Background and objectives Patients with inflammatory rheumatic diseases suffer from increased morbidity and mortality in cardiovascular disease (CVD). The increased risk for CVD is related to disease activity and duration and to concomitant presence of traditional cardiovascular risk factors. The working group within the Swedish Society for Rheumatology (SRF) has developed Guidelines for cardiovascular primary prevention in patients with inflammatory rheumatic diseases, approved by the Swedish Rheumatology Association in 2009. In order to facilitate their use in clinical praxis, we have introduced an electronic aid, a cardiovascular risk module, within the widely used Swedish Rheumatology Quality Registry (SRQ).
Material and methods The module represents a modification of the Heart SCORE, requiring age, gender, smoking status, systolic blood pressure and total cholesterol to be completed. Additionally information about the following items is registered: Family history, obesity, levels of LDL/HDL, fasting glucose, impaired renal function, previous manifestations of CVD and persistent systemic inflammation (physicians’ estimation). The final algorithm assumes, based on previous studies, that the risk for CVD in patients with rheumatoid arthritis (RA) and persistent inflammation and/or severe extra-articular manifestations, and in patients with systemic lupus erythematosus (SLE) is equal to the CVD risk in diabetic patients. These patients are thus handled as “higher CVD risk” in the module.

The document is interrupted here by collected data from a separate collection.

pub mod chunking;
pub mod embeddings;
pub mod error;
pub mod extractor;
pub mod generation;
pub mod ingest;
pub mod models;
pub mod orchestrator;
pub mod retriever;
pub mod store;
pub mod stores;
pub mod traits;

pub use chunking::{build_chunks, normalize_whitespace, split_text, ChunkingConfig};
pub use embeddings::{HashingEmbedder, OllamaEmbedder, DEFAULT_EMBEDDING_DIMENSIONS};
pub use error::{
    ConfigError, EmbeddingError, GenerationError, IngestError, QueryError, SearchError,
};
pub use extractor::{extract_document_text, LopdfExtractor, PageText, PdfExtractor};
pub use generation::{simple_prompt, AnswerGenerator, OllamaModel, PromptFormat};
pub use ingest::{
    discover_pdf_files, index_chunks, ingest_folder, ingest_pdfs, ingest_pdfs_with,
    ingest_upload, upload_source_id,
};
pub use models::{
    Answer, Chunk, ChunkMetadata, IndexEntry, IndexedFile, IngestionOptions, IngestionSummary,
    RagSettings, RetrievedChunk, SearchHit, SkippedPdf, StoreStats, StoreStatus,
};
pub use orchestrator::{
    build_context, connect, initialize, is_low_confidence, probe_embedder, probe_model,
    OllamaContext, RagContext, LOW_CONFIDENCE_PHRASES, QUERY_ERROR_PREFIX,
    SIMPLE_QUERY_ERROR_PREFIX,
};
pub use retriever::Retriever;
pub use store::{cosine_similarity, DistanceMetric};
pub use stores::{LocalVectorStore, QdrantStore};
pub use traits::{Embedder, LanguageModel, VectorIndex};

Results The calculated 10-year mortality risk for a myocardial infarction is expressed in percent (%), considering a risk ≥ 5% as high. Treatment recommendations, e.g. individualised lifestyle advice, are given to all patients. Special units at outpatient’s clinics are formed, including health professionals working with lifestyle counselling. General targets are <140/90mmHg for blood pressure and <5mmoL/L for cholesterol, with lower targets for high risk patients. Prolonged treatment and higher dosages of NSAIDS are considered as potential CVD risk factors and should therefore be reevaluated. If presence of antiphospholipid antibodies, the physician is advised to consider treatment. Optimal treatment of the rheumatic disease is a primary goal, which is also beneficial for the vasculature.
The cardiovascular module has been used at Rheumatology Clinics in Swedish hospitals during the last 3 years. In totally, 624 registrations comprising 455 patients are completed until October 2014.

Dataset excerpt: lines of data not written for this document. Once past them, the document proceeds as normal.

use crate::store::{rank_hits, DistanceMetric};
use crate::traits::VectorIndex;
use crate::{Chunk, ChunkMetadata, IndexEntry, RetrievedChunk, SearchError};
use async_trait::async_trait;
use reqwest::{Client, StatusCode};
use serde_json::{json, Value};
use tokio::sync::Mutex;
use tracing::warn;
use uuid::Uuid;

const SCROLL_PAGE: usize = 256;
const TIE_MARGIN: usize = 16;

/// Vector index backed by a Qdrant collection over its REST API.
///
/// Point ids are random UUIDs; the insertion sequence travels in the payload
/// so ties can be broken the same way as the local store does. Ties are only
/// reordered among the `k + 16` candidates Qdrant returns, so a run of equal
/// scores longer than that margin may still be cut in Qdrant's own order.
pub struct QdrantStore {
    endpoint: String,
    collection: String,
    client: Client,
    vector_size: usize,
    metric: DistanceMetric,
    write_lock: Mutex<()>,
}

impl QdrantStore {
    pub fn new(
        endpoint: impl Into<String>,
        collection: impl Into<String>,
        vector_size: usize,
        metric: DistanceMetric,
    ) -> Self {
        Self {
            endpoint: endpoint.into().trim_end_matches('/').to_string(),
            collection: collection.into(),
            client: Client::new(),
            vector_size,
            metric,
            write_lock: Mutex::new(()),
        }
    }

    fn collection_url(&self) -> String {
        format!("{}/collections/{}", self.endpoint, self.collection)
    }

    /// Creates the collection when missing. An existing collection must match
    /// the vector size; its distance wins over the requested metric, the same
    /// way a local store keeps the metric in its manifest.
    pub async fn ensure_collection(&mut self) -> Result<(), SearchError> {
        let response = self.client.get(self.collection_url()).send().await?;

        if response.status() == StatusCode::NOT_FOUND {
            let response = self
                .client
                .put(self.collection_url())
                .json(&json!({
                    "vectors": { "size": self.vector_size, "distance": qdrant_distance(self.metric) }
                }))
                .send()
                .await?;
            expect_success(response.status())?;
        } else {
            expect_success(response.status())?;
            let parsed: Value = response.json().await?;
            let (size, stored_metric) = stored_vector_params(&parsed)?;

            if let Some(size) = size.filter(|size| *size != self.vector_size) {
                return Err(SearchError::DimensionMismatch {
                    expected: size,
                    actual: self.vector_size,
                });
            }
            if let Some(stored) = stored_metric.filter(|stored| *stored != self.metric) {
                warn!(
                    collection = %self.collection,
                    stored = %stored,
                    requested = %self.metric,
                    "keeping the distance the collection was created with"
                );
                self.metric = stored;
            }
        }

        // `order_by` on scroll needs a range index on the sequence field.
        // Creating it again is a no-op, so collections made elsewhere get it too.
        let response = self
            .client
            .put(format!("{}/index?wait=true", self.collection_url()))
            .json(&json!({ "field_name": "sequence", "field_schema": "integer" }))
            .send()
            .await?;
        expect_success(response.status())
    }

    async fn next_sequence(&self) -> Result<u64, SearchError> {
        let response = self
            .client
            .post(format!("{}/points/scroll", self.collection_url()))
            .json(&json!({
                "limit": 1,
                "with_payload": ["sequence"],
                "with_vector": false,
                "order_by": { "key": "sequence", "direction": "desc" },
            }))
            .send()
            .await?;
        expect_success(response.status())?;

        let parsed: Value = response.json().await?;
        Ok(parsed
            .pointer("/result/points/0/payload/sequence")
            .and_then(Value::as_u64)
            .map_or(0, |sequence| sequence + 1))
    }
}

fn expect_success(status: StatusCode) -> Result<(), SearchError> {
    if status.is_success() {
        Ok(())
    } else {
        Err(SearchError::BackendResponse {
            backend: "qdrant".to_string(),
            details: status.to_string(),
        })
    }
}

fn qdrant_distance(metric: DistanceMetric) -> &'static str {
    match metric {
        DistanceMetric::Cosine => "Cosine",
        DistanceMetric::L2 => "Euclid",
    }
}

/// Vector size and distance of an existing collection, from `GET collections/{name}`.
fn stored_vector_params(
    parsed: &Value,
) -> Result<(Option<usize>, Option<DistanceMetric>), SearchError> {
    let params = parsed.pointer("/result/config/params/vectors");
    let size = params
        .and_then(|vectors| vectors.get("size"))
        .and_then(Value::as_u64)
        .map(|size| size as usize);

    let metric = match params
        .and_then(|vectors| vectors.get("distance"))
        .and_then(Value::as_str)
    {
        None => None,
        Some("Cosine") => Some(DistanceMetric::Cosine),
        Some("Euclid") => Some(DistanceMetric::L2),
        Some(other) => {
            return Err(SearchError::BackendResponse {
                backend: "qdrant".to_string(),
                details: format!("unsupported collection distance `{other}`"),
            })
        }
    };

    Ok((size, metric))
}

/// Qdrant decides ties at the cut-off itself, so a few extra candidates are
/// fetched and ranked locally before truncating to `k`.
fn search_body(query_vector: &[f32], k: usize) -> Value {
    json!({
        "vector": query_vector,
        "limit": k + TIE_MARGIN,
        "with_payload": true,
    })
}

fn parse_point(point: &Value) -> Option<(Chunk, u64)> {
    let text = point.pointer("/payload/text")?.as_str()?.to_string();
    let source = point
        .pointer("/payload/source")
        .and_then(Value::as_str)
        .unwrap_or_default()
        .to_string();
    let original_filename = point
        .pointer("/payload/original_filename")
        .and_then(Value::as_str)
        .map(str::to_string);
    let sequence = point
        .pointer("/payload/sequence")
        .and_then(Value::as_u64)
        .unwrap_or(u64::MAX);

    Some((
        Chunk {
            text,
            metadata: ChunkMetadata {
                source,
                original_filename,
            },
        },
        sequence,
    ))
}

fn parse_search_hits(parsed: &Value) -> Vec<RetrievedChunk> {
    parsed
        .pointer("/result")
        .and_then(Value::as_array)
        .map(|hits| {
            hits.iter()
                .filter_map(|hit| {
                    let (chunk, sequence) = parse_point(hit)?;
                    let score = hit.pointer("/score").and_then(Value::as_f64).unwrap_or(0.0);
                    Some(RetrievedChunk {
                        chunk,
                        score: score as f32,
                        sequence,
                    })
                })
                .collect()
        })
        .unwrap_or_default()
}

#[async_trait]
impl VectorIndex for QdrantStore {
    fn dimensions(&self) -> usize {
        self.vector_size
    }

    fn metric(&self) -> DistanceMetric {
        self.metric
    }

    async fn add(&self, entries: &[IndexEntry]) -> Result<(), SearchError> {
        if entries.is_empty() {
            return Ok(());
        }

        if let Some(bad) = entries.iter().find(|entry| entry.vector.len() != self.vector_size) {
            return Err(SearchError::DimensionMismatch {
                expected: self.vector_size,
                actual: bad.vector.len(),
            });
        }

        // Sequences are allocated per process; concurrent writers from other
        // processes may interleave them.
        let _guard = self.write_lock.lock().await;
        let first_sequence = self.next_sequence().await?;

        let points = entries
            .iter()
            .enumerate()
            .map(|(offset, entry)| {
                json!({
                    "id": Uuid::new_v4().to_string(),
                    "vector": entry.vector,
                    "payload": {
                        "text": entry.chunk.text,
                        "source": entry.chunk.metadata.source,
                        "original_filename": entry.chunk.metadata.original_filename,
                        "sequence": first_sequence + offset as u64,
                    },
                })
            })
            .collect::<Vec<_>>();

        let response = self
            .client
            .put(format!("{}/points?wait=true", self.collection_url()))
            .json(&json!({ "points": points }))
            .send()
            .await?;

        expect_success(response.status())
    }

    async fn search(
        &self,
        query_vector: &[f32],
        k: usize,
    ) -> Result<Vec<RetrievedChunk>, SearchError> {
        if query_vector.len() != self.vector_size {
            return Err(SearchError::DimensionMismatch {
                expected: self.vector_size,
                actual: query_vector.len(),
            });
        }
        if k == 0 {
            return Ok(Vec::new());
        }

        let response = self
            .client
            .post(format!("{}/points/search", self.collection_url()))
            .json(&search_body(query_vector, k))
            .send()
            .await?;
        expect_success(response.status())?;

        let parsed: Value = response.json().await?;
        Ok(rank_hits(parse_search_hits(&parsed), self.metric, k))
    }

    async fn count(&self) -> Result<usize, SearchError> {
        let response = self
            .client
            .post(format!("{}/points/count", self.collection_url()))
            .json(&json!({ "exact": true }))
            .send()
            .await?;
        expect_success(response.status())?;

        let parsed: Value = response.json().await?;
        parsed
            .pointer("/result/count")
            .and_then(Value::as_u64)
            .map(|count| count as usize)
            .ok_or_else(|| SearchError::BackendResponse {
                backend: "qdrant".to_string(),
                details: "count response without result.count".to_string(),
            })
    }

    async fn list_metadata(&self) -> Result<Vec<ChunkMetadata>, SearchError> {
        let mut metadata = Vec::new();
        let mut offset = Value::Null;

        loop {
            let response = self
                .client
                .post(format!("{}/points/scroll", self.collection_url()))
                .json(&json!({
                    "limit": SCROLL_PAGE,
                    "offset": offset,
                    "with_payload": true,
                    "with_vector": false,
                }))
                .send()
                .await?;
            expect_success(response.status())?;

            let parsed: Value = response.json().await?;
            let points = parsed
                .pointer("/result/points")
                .and_then(Value::as_array)
                .cloned()
                .unwrap_or_default();
            metadata.extend(points.iter().filter_map(parse_point).map(|(chunk, _)| chunk.metadata));

            offset = parsed
                .pointer("/result/next_page_offset")
                .cloned()
                .unwrap_or(Value::Null);
            if offset.is_null() {
                break;
            }
        }

        Ok(metadata)
    }
}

Conclusions The cardiovascular module within Swedish Rheumatology Quality Registry is a time-saving and convenient tool which helps us to actively implement CVD prevention in daily clinical praxis. Further evaluations and, if needed, modifications of the module are planned. We hope to include all patients with newly diagnosed RA at several collaborating University hospitals in Sweden in 2015.